▽

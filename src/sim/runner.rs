//! Side-scrolling runner simulation
//!
//! One call to [`RunnerSimulation::tick`] advances the game by exactly one
//! rendered frame: gravity, landing, obstacle spawn and scroll, collision,
//! pruning and scoring, in that order. The only inputs are the jump and reset
//! operations and the simulation's own seeded RNG.

use rand::rngs::StdRng;
use rand::{Rng, SeedableRng};
use serde::{Deserialize, Serialize};

use super::geometry::Rect;

/// Physics and playfield constants for the runner
#[derive(Debug, Clone, PartialEq, Serialize, Deserialize)]
#[serde(default)]
pub struct RunnerConfig {
    /// Added to vertical velocity every tick (positive pulls toward the floor)
    pub gravity: f32,
    /// Vertical velocity applied by a jump (negative is upward)
    pub jump_force: f32,
    pub player_size: f32,
    /// Fixed horizontal position of the player's left edge
    pub player_x: f32,
    /// Distance every obstacle scrolls left per tick
    pub obstacle_speed: f32,
    /// A new obstacle spawns whenever the frame counter is a multiple of this
    pub spawn_rate: u64,
    pub playfield_width: f32,
    pub playfield_height: f32,
    /// Gap between the floor line and the bottom of the playfield
    pub floor_margin: f32,
    pub obstacle_min_width: f32,
    pub obstacle_max_width: f32,
    pub obstacle_min_height: f32,
    pub obstacle_max_height: f32,
    /// Displayed score is the tick score divided by this
    pub score_divisor: u64,
}

impl Default for RunnerConfig {
    fn default() -> Self {
        Self {
            gravity: 0.65,
            jump_force: -13.0,
            player_size: 40.0,
            player_x: 50.0,
            obstacle_speed: 9.0,
            spawn_rate: 75,
            playfield_width: 1000.0,
            playfield_height: 300.0,
            floor_margin: 20.0,
            obstacle_min_width: 30.0,
            obstacle_max_width: 60.0,
            obstacle_min_height: 40.0,
            obstacle_max_height: 100.0,
            score_divisor: 10,
        }
    }
}

impl RunnerConfig {
    /// Y coordinate of the floor line
    pub fn floor_y(&self) -> f32 {
        self.playfield_height - self.floor_margin
    }

    /// Player box for a given vertical offset (0 = standing on the floor)
    pub fn player_rect(&self, vertical_offset: f32) -> Rect {
        Rect::new(
            self.player_x,
            self.floor_y() - self.player_size + vertical_offset,
            self.player_size,
            self.player_size,
        )
    }

    /// Obstacle box, measured up from the floor line
    pub fn obstacle_rect(&self, obstacle: &Obstacle) -> Rect {
        Rect::new(
            obstacle.x,
            self.floor_y() - obstacle.height,
            obstacle.width,
            obstacle.height,
        )
    }
}

/// An obstacle scrolling toward the player
#[derive(Debug, Clone, Copy, PartialEq, Serialize, Deserialize)]
pub struct Obstacle {
    pub x: f32,
    pub width: f32,
    pub height: f32,
}

impl Obstacle {
    /// True once the obstacle has fully left the playfield on the left
    pub fn is_off_screen(&self) -> bool {
        self.x + self.width <= 0.0
    }
}

/// Mutable per-session runner state
#[derive(Debug, Clone, PartialEq, Serialize, Deserialize)]
pub struct RunnerState {
    /// Height above the floor, negative while airborne, never positive
    pub vertical_offset: f32,
    pub vertical_velocity: f32,
    /// Obstacles in spawn order, which is also left-to-right order
    pub obstacles: Vec<Obstacle>,
    pub frame_counter: u64,
    /// False after a collision until the next reset
    pub running: bool,
    /// Ticks survived
    pub score: u64,
}

impl Default for RunnerState {
    fn default() -> Self {
        Self {
            vertical_offset: 0.0,
            vertical_velocity: 0.0,
            obstacles: Vec::new(),
            frame_counter: 0,
            running: true,
            score: 0,
        }
    }
}

impl RunnerState {
    pub fn is_grounded(&self) -> bool {
        self.vertical_offset == 0.0
    }
}

/// What happened during a single tick
#[derive(Debug, Clone, Copy, Default, PartialEq, Eq)]
pub struct TickEvents {
    pub spawned: bool,
    pub collided: bool,
    pub pruned: usize,
}

/// Read-only copy of the runner handed to the render layer
#[derive(Debug, Clone, PartialEq)]
pub struct RunnerSnapshot {
    pub playfield: [f32; 2],
    pub floor_y: f32,
    pub player: Rect,
    pub obstacles: Vec<Rect>,
    pub frame_counter: u64,
    pub running: bool,
    pub score: u64,
    pub display_score: u64,
    pub best_score: u64,
}

/// Runner game simulation
pub struct RunnerSimulation {
    config: RunnerConfig,
    state: RunnerState,
    best_score: u64,
    rng: StdRng,
}

impl RunnerSimulation {
    /// Creates a runner with the given constants and RNG seed
    pub fn new(config: RunnerConfig, seed: u64) -> Self {
        Self {
            config,
            state: RunnerState::default(),
            best_score: 0,
            rng: StdRng::seed_from_u64(seed),
        }
    }

    /// Advances the simulation by one frame
    ///
    /// A no-op once a collision has stopped the run.
    pub fn tick(&mut self) -> TickEvents {
        let mut events = TickEvents::default();
        if !self.state.running {
            return events;
        }

        self.state.vertical_velocity += self.config.gravity;
        self.state.vertical_offset += self.state.vertical_velocity;

        // Landed
        if self.state.vertical_offset > 0.0 {
            self.state.vertical_offset = 0.0;
            self.state.vertical_velocity = 0.0;
        }

        self.state.frame_counter += 1;
        if self.config.spawn_rate > 0 && self.state.frame_counter % self.config.spawn_rate == 0 {
            let obstacle = self.spawn_obstacle();
            self.state.obstacles.push(obstacle);
            events.spawned = true;
        }

        for obstacle in &mut self.state.obstacles {
            obstacle.x -= self.config.obstacle_speed;
        }

        let player = self.config.player_rect(self.state.vertical_offset);
        if self
            .state
            .obstacles
            .iter()
            .any(|obstacle| player.intersects(&self.config.obstacle_rect(obstacle)))
        {
            self.state.running = false;
            events.collided = true;
            return events;
        }

        let before = self.state.obstacles.len();
        self.state.obstacles.retain(|obstacle| !obstacle.is_off_screen());
        events.pruned = before - self.state.obstacles.len();

        self.state.score += 1;
        self.best_score = self.best_score.max(self.display_score());

        events
    }

    /// Applies the jump impulse if the player is grounded and the run is live
    ///
    /// Returns whether the impulse was applied.
    pub fn jump(&mut self) -> bool {
        if !self.state.running || !self.state.is_grounded() {
            return false;
        }
        self.state.vertical_velocity = self.config.jump_force;
        true
    }

    /// Restores the initial state; the best score is kept
    pub fn reset(&mut self) {
        self.state = RunnerState::default();
    }

    fn spawn_obstacle(&mut self) -> Obstacle {
        let width = sample(
            &mut self.rng,
            self.config.obstacle_min_width,
            self.config.obstacle_max_width,
        );
        let height = sample(
            &mut self.rng,
            self.config.obstacle_min_height,
            self.config.obstacle_max_height,
        );
        Obstacle {
            x: self.config.playfield_width,
            width,
            height,
        }
    }

    pub fn state(&self) -> &RunnerState {
        &self.state
    }

    pub fn config(&self) -> &RunnerConfig {
        &self.config
    }

    pub fn is_running(&self) -> bool {
        self.state.running
    }

    /// Score as shown to the player
    pub fn display_score(&self) -> u64 {
        self.state.score / self.config.score_divisor.max(1)
    }

    /// Highest displayed score since the simulation was created
    pub fn best_score(&self) -> u64 {
        self.best_score
    }

    /// Copies the current state into render-ready form
    pub fn snapshot(&self) -> RunnerSnapshot {
        RunnerSnapshot {
            playfield: [self.config.playfield_width, self.config.playfield_height],
            floor_y: self.config.floor_y(),
            player: self.config.player_rect(self.state.vertical_offset),
            obstacles: self
                .state
                .obstacles
                .iter()
                .map(|obstacle| self.config.obstacle_rect(obstacle))
                .collect(),
            frame_counter: self.state.frame_counter,
            running: self.state.running,
            score: self.state.score,
            display_score: self.display_score(),
            best_score: self.best_score,
        }
    }
}

/// Uniform sample from `[min, max)`, or `min` when the range is empty
fn sample(rng: &mut StdRng, min: f32, max: f32) -> f32 {
    if max > min {
        rng.random_range(min..max)
    } else {
        min
    }
}
//! Game session
//!
//! The single consumer of every input source. Once per frame the session
//! drains the source channel, routes input to handlers, applies assistant
//! replies, advances the world and publishes a [`SessionSnapshot`] for the
//! renderer.

use std::sync::Arc;
use std::time::{Duration, Instant};

use tokio::runtime::Handle;
use tracing::{debug, info};

use crate::assistant::{
    AccentColor, Assistant, AssistantDispatcher, ConversationHistory, Effect, Message, Reply,
    TextGenerator,
};
use crate::config::AppConfig;
use crate::input::{
    GestureHandler, HandIndicator, InputAction, InputCollector, InputContext, SourceSender,
    VoiceHandler,
};
use crate::sim::{RunnerSnapshot, World};

/// Fixed-length "resetting" flag whose rising edge resets the runner once
#[derive(Debug, Clone)]
struct ResetPulse {
    duration: Duration,
    until: Option<Instant>,
    fired: bool,
}

impl ResetPulse {
    fn new(duration: Duration) -> Self {
        Self {
            duration,
            until: None,
            fired: false,
        }
    }

    /// Raises the flag; ignored while a pulse is still raised
    fn trigger(&mut self, now: Instant) -> bool {
        if self.is_active(now) {
            return false;
        }
        self.until = Some(now + self.duration);
        self.fired = false;
        true
    }

    /// True exactly once per pulse
    fn take_edge(&mut self) -> bool {
        if self.until.is_some() && !self.fired {
            self.fired = true;
            return true;
        }
        false
    }

    fn is_active(&self, now: Instant) -> bool {
        self.until.is_some_and(|until| now < until)
    }

    fn expire(&mut self, now: Instant) {
        if self.fired && !self.is_active(now) {
            self.until = None;
        }
    }
}

/// Source availability shown in the HUD
#[derive(Debug, Clone, Copy, PartialEq, Eq, Default)]
pub struct SourceStatus {
    pub gesture_available: bool,
    pub speech_available: bool,
}

/// Everything the renderer needs for one frame
#[derive(Debug, Clone)]
pub struct SessionSnapshot {
    pub runner: RunnerSnapshot,
    pub accent_color: AccentColor,
    pub listening: bool,
    pub resetting: bool,
    pub hand: HandIndicator,
    pub sources: SourceStatus,
    pub history: Vec<Message>,
    /// Messages appended since the session started, including evicted ones
    pub message_count: u64,
    pub paused: bool,
    /// Assistant requests still waiting for a reply
    pub pending_replies: usize,
}

/// Owns the world, the input pipeline and the assistant state
pub struct Session {
    world: World,
    collector: InputCollector,
    context: InputContext,
    events: SourceSender,
    dispatcher: AssistantDispatcher,
    history: ConversationHistory,
    message_count: u64,
    accent_color: AccentColor,
    reset_pulse: ResetPulse,
    pending_jump: bool,
}

impl Session {
    /// Builds a session on the current tokio runtime
    pub fn new(
        config: &AppConfig,
        generator: Arc<dyn TextGenerator>,
        seed: u64,
    ) -> Result<Self, tokio::runtime::TryCurrentError> {
        let runtime = Handle::try_current()?;
        Ok(Self::with_runtime(config, generator, seed, runtime))
    }

    pub fn with_runtime(
        config: &AppConfig,
        generator: Arc<dyn TextGenerator>,
        seed: u64,
        runtime: Handle,
    ) -> Self {
        let (collector, events) = InputCollector::channel();

        let mut context = InputContext::new();
        context.register_handler(Box::new(GestureHandler::new(config.input.jump_cooldown())));
        context.register_handler(Box::new(VoiceHandler::new()));

        let default_color = config.default_color();
        let assistant = Assistant::new(
            generator,
            config.assistant.timeout(),
            default_color.clone(),
        );

        info!(seed, generator = assistant.generator().name(), "Session created");

        Self {
            world: World::with_config(config.runner.clone(), seed),
            collector,
            context,
            events,
            dispatcher: AssistantDispatcher::new(Arc::new(assistant), runtime),
            history: ConversationHistory::with_capacity(config.history.capacity),
            message_count: 0,
            accent_color: default_color,
            reset_pulse: ResetPulse::new(config.input.reset_pulse()),
            pending_jump: false,
        }
    }

    /// Sender for producer tasks feeding this session
    pub fn source_sender(&self) -> SourceSender {
        self.events.clone()
    }

    /// Runs one frame and returns what to draw
    pub fn frame(&mut self, now: Instant) -> SessionSnapshot {
        self.collector.collect(now);
        self.context.update_state(self.collector.clone_state());
        self.context.process();

        for action in self.context.take_actions() {
            match action {
                InputAction::Jump => self.pending_jump = true,
                InputAction::Command(text) => self.submit_utterance(text),
            }
        }

        for reply in self.dispatcher.collect_ready() {
            self.apply_reply(reply, now);
        }

        if self.reset_pulse.take_edge() {
            info!(score = self.world.runner().display_score(), "Game reset by voice command");
            self.world.runner_mut().reset();
        }
        self.reset_pulse.expire(now);

        if std::mem::take(&mut self.pending_jump) && self.world.runner_mut().jump() {
            debug!("Jump applied");
        }

        let events = self.world.tick();
        if events.collided {
            info!(
                score = self.world.runner().display_score(),
                best = self.world.runner().best_score(),
                "Game over"
            );
        }

        let snapshot = self.snapshot(now);
        self.collector.advance_frame();
        snapshot
    }

    /// Logs the command and sends it to the assistant
    pub fn submit_utterance(&mut self, text: impl Into<String>) {
        let text = text.into();
        self.history.push_user(text.clone());
        self.message_count += 1;
        self.dispatcher.dispatch(text);
    }

    /// Immediate reset, independent of the voice pulse
    pub fn request_reset(&mut self) {
        info!("Game reset requested");
        self.world.runner_mut().reset();
    }

    pub fn toggle_pause(&mut self) {
        self.world.toggle_pause();
        info!(paused = self.world.is_paused(), "Pause toggled");
    }

    fn apply_reply(&mut self, reply: Reply, now: Instant) {
        match &reply.effect {
            Effect::None => {}
            Effect::SetColor(color) => {
                info!(color = %color, "Accent color changed");
                self.accent_color = color.clone();
            }
            Effect::ResetGame => {
                if !self.reset_pulse.trigger(now) {
                    debug!("Reset already in progress");
                }
            }
        }
        self.history.push_jarvis(reply.feedback);
        self.message_count += 1;
    }

    /// Waits for outstanding assistant replies and applies them
    pub async fn flush_replies(&mut self, now: Instant) {
        for reply in self.dispatcher.wait_idle().await {
            self.apply_reply(reply, now);
        }
    }

    pub fn snapshot(&self, now: Instant) -> SessionSnapshot {
        let state = self.collector.state();
        SessionSnapshot {
            runner: self.world.runner().snapshot(),
            accent_color: self.accent_color.clone(),
            listening: state.listening,
            resetting: self.reset_pulse.is_active(now),
            hand: state.hand_indicator(),
            sources: SourceStatus {
                gesture_available: state.gesture_available,
                speech_available: state.speech_available,
            },
            history: self.history.to_vec(),
            message_count: self.message_count,
            paused: self.world.is_paused(),
            pending_replies: self.dispatcher.in_flight(),
        }
    }

    pub fn world(&self) -> &World {
        &self.world
    }

    pub fn history(&self) -> &ConversationHistory {
        &self.history
    }

    pub fn accent_color(&self) -> &AccentColor {
        &self.accent_color
    }
}

#[cfg(test)]
mod tests {
    use super::*;
    use crate::assistant::testing::ScriptedGenerator;
    use crate::input::SourceEvent;

    fn session(responses: Vec<Result<&str, &str>>) -> Session {
        let config = AppConfig::default();
        Session::new(&config, Arc::new(ScriptedGenerator::new(responses)), 7).unwrap()
    }

    fn hand(session: &Session, open: bool) {
        session
            .source_sender()
            .send(SourceEvent::HandFrame {
                fingers_extended: open,
            })
            .unwrap();
    }

    #[test]
    fn test_reset_pulse_fires_once() {
        let mut pulse = ResetPulse::new(Duration::from_millis(500));
        let start = Instant::now();

        assert!(pulse.trigger(start));
        assert!(pulse.take_edge());
        assert!(!pulse.take_edge());
        assert!(pulse.is_active(start + Duration::from_millis(499)));
        assert!(!pulse.trigger(start + Duration::from_millis(200)));

        let later = start + Duration::from_millis(500);
        pulse.expire(later);
        assert!(!pulse.is_active(later));
        assert!(pulse.trigger(later));
    }

    #[tokio::test]
    async fn test_gesture_jumps_once_per_edge() {
        let mut session = session(vec![]);
        let start = Instant::now();

        hand(&session, true);
        let snapshot = session.frame(start);
        assert_eq!(snapshot.hand, HandIndicator::Detected);
        assert!(session.world().runner().state().vertical_offset < 0.0);

        // A held open palm lands and stays grounded
        for i in 1..=60 {
            hand(&session, true);
            session.frame(start + Duration::from_millis(i * 16));
        }
        assert!(session.world().runner().state().is_grounded());
        assert_eq!(session.world().runner().state().vertical_velocity, 0.0);

        hand(&session, false);
        hand(&session, true);
        session.frame(start + Duration::from_millis(61 * 16));
        assert!(session.world().runner().state().vertical_offset < 0.0);
    }

    #[tokio::test]
    async fn test_typed_command_round_trip() {
        let mut session = session(vec![Ok("#ffd700")]);
        let now = Instant::now();

        session.submit_utterance("make the theme gold");
        session.flush_replies(now).await;

        let snapshot = session.snapshot(now);
        assert_eq!(snapshot.accent_color.as_str(), "#ffd700");
        assert_eq!(snapshot.history.len(), 2);
        assert_eq!(snapshot.message_count, 2);
        assert_eq!(snapshot.history[0].text, "make the theme gold");
        assert_eq!(
            snapshot.history[1].text,
            "Neural interface recalibrated to #ffd700. Aesthetics updated."
        );
    }

    #[tokio::test]
    async fn test_voice_reset_resets_runner() {
        let mut session = session(vec![]);
        let start = Instant::now();

        for i in 0..30 {
            session.frame(start + Duration::from_millis(i * 16));
        }
        assert_eq!(session.world().runner().state().score, 30);

        session.submit_utterance("reset game");
        let now = start + Duration::from_secs(1);
        session.flush_replies(now).await;
        assert!(session.snapshot(now).resetting);

        let snapshot = session.frame(now);
        assert!(snapshot.resetting);
        // Reset then one tick
        assert_eq!(snapshot.runner.score, 1);

        let snapshot = session.frame(now + Duration::from_millis(100));
        assert_eq!(snapshot.runner.score, 2);

        let snapshot = session.frame(now + Duration::from_millis(600));
        assert!(!snapshot.resetting);
        assert_eq!(snapshot.runner.score, 3);
    }

    #[tokio::test]
    async fn test_pause_freezes_runner() {
        let mut session = session(vec![]);
        let now = Instant::now();

        session.frame(now);
        session.toggle_pause();
        let snapshot = session.frame(now);
        assert!(snapshot.paused);
        assert_eq!(snapshot.runner.score, 1);

        session.request_reset();
        assert_eq!(session.world().runner().state().score, 0);
    }
}
//! Bounded conversation history

use std::collections::VecDeque;

use chrono::{DateTime, Local};

/// Who said a message
#[derive(Debug, Clone, Copy, PartialEq, Eq)]
pub enum Role {
    User,
    Jarvis,
}

impl Role {
    pub fn label(self) -> &'static str {
        match self {
            Role::User => "USER",
            Role::Jarvis => "JARVIS",
        }
    }
}

/// One line of the conversation
#[derive(Debug, Clone, PartialEq)]
pub struct Message {
    pub role: Role,
    pub text: String,
    pub timestamp: DateTime<Local>,
}

impl Message {
    pub fn new(role: Role, text: impl Into<String>) -> Self {
        Self {
            role,
            text: text.into(),
            timestamp: Local::now(),
        }
    }

    /// Wall-clock time as `HH:MM:SS`
    pub fn time_label(&self) -> String {
        self.timestamp.format("%H:%M:%S").to_string()
    }
}

/// Fixed-capacity message log that drops the oldest entry when full
#[derive(Debug, Clone)]
pub struct ConversationHistory {
    entries: VecDeque<Message>,
    capacity: usize,
}

impl ConversationHistory {
    /// Default number of retained messages
    pub const DEFAULT_CAPACITY: usize = 10;

    /// Creates an empty history; a zero capacity is raised to one
    pub fn with_capacity(capacity: usize) -> Self {
        let capacity = capacity.max(1);
        Self {
            entries: VecDeque::with_capacity(capacity),
            capacity,
        }
    }

    /// Appends a message, evicting from the front until it fits
    pub fn push(&mut self, message: Message) {
        while self.entries.len() >= self.capacity {
            self.entries.pop_front();
        }
        self.entries.push_back(message);
    }

    pub fn push_user(&mut self, text: impl Into<String>) {
        self.push(Message::new(Role::User, text));
    }

    pub fn push_jarvis(&mut self, text: impl Into<String>) {
        self.push(Message::new(Role::Jarvis, text));
    }

    /// Messages from oldest to newest
    pub fn iter(&self) -> impl Iterator<Item = &Message> {
        self.entries.iter()
    }

    pub fn latest(&self) -> Option<&Message> {
        self.entries.back()
    }

    pub fn len(&self) -> usize {
        self.entries.len()
    }

    pub fn is_empty(&self) -> bool {
        self.entries.is_empty()
    }

    pub fn capacity(&self) -> usize {
        self.capacity
    }

    /// Owned copy for snapshots
    pub fn to_vec(&self) -> Vec<Message> {
        self.entries.iter().cloned().collect()
    }
}

impl Default for ConversationHistory {
    fn default() -> Self {
        Self::with_capacity(Self::DEFAULT_CAPACITY)
    }
}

△

Problem description →
Look through the material above. Copy each line where the word "still" appears.

Exercise result →
    /// Raises the flag; ignored while a pulse is still raised
    /// Assistant requests still waiting for a reply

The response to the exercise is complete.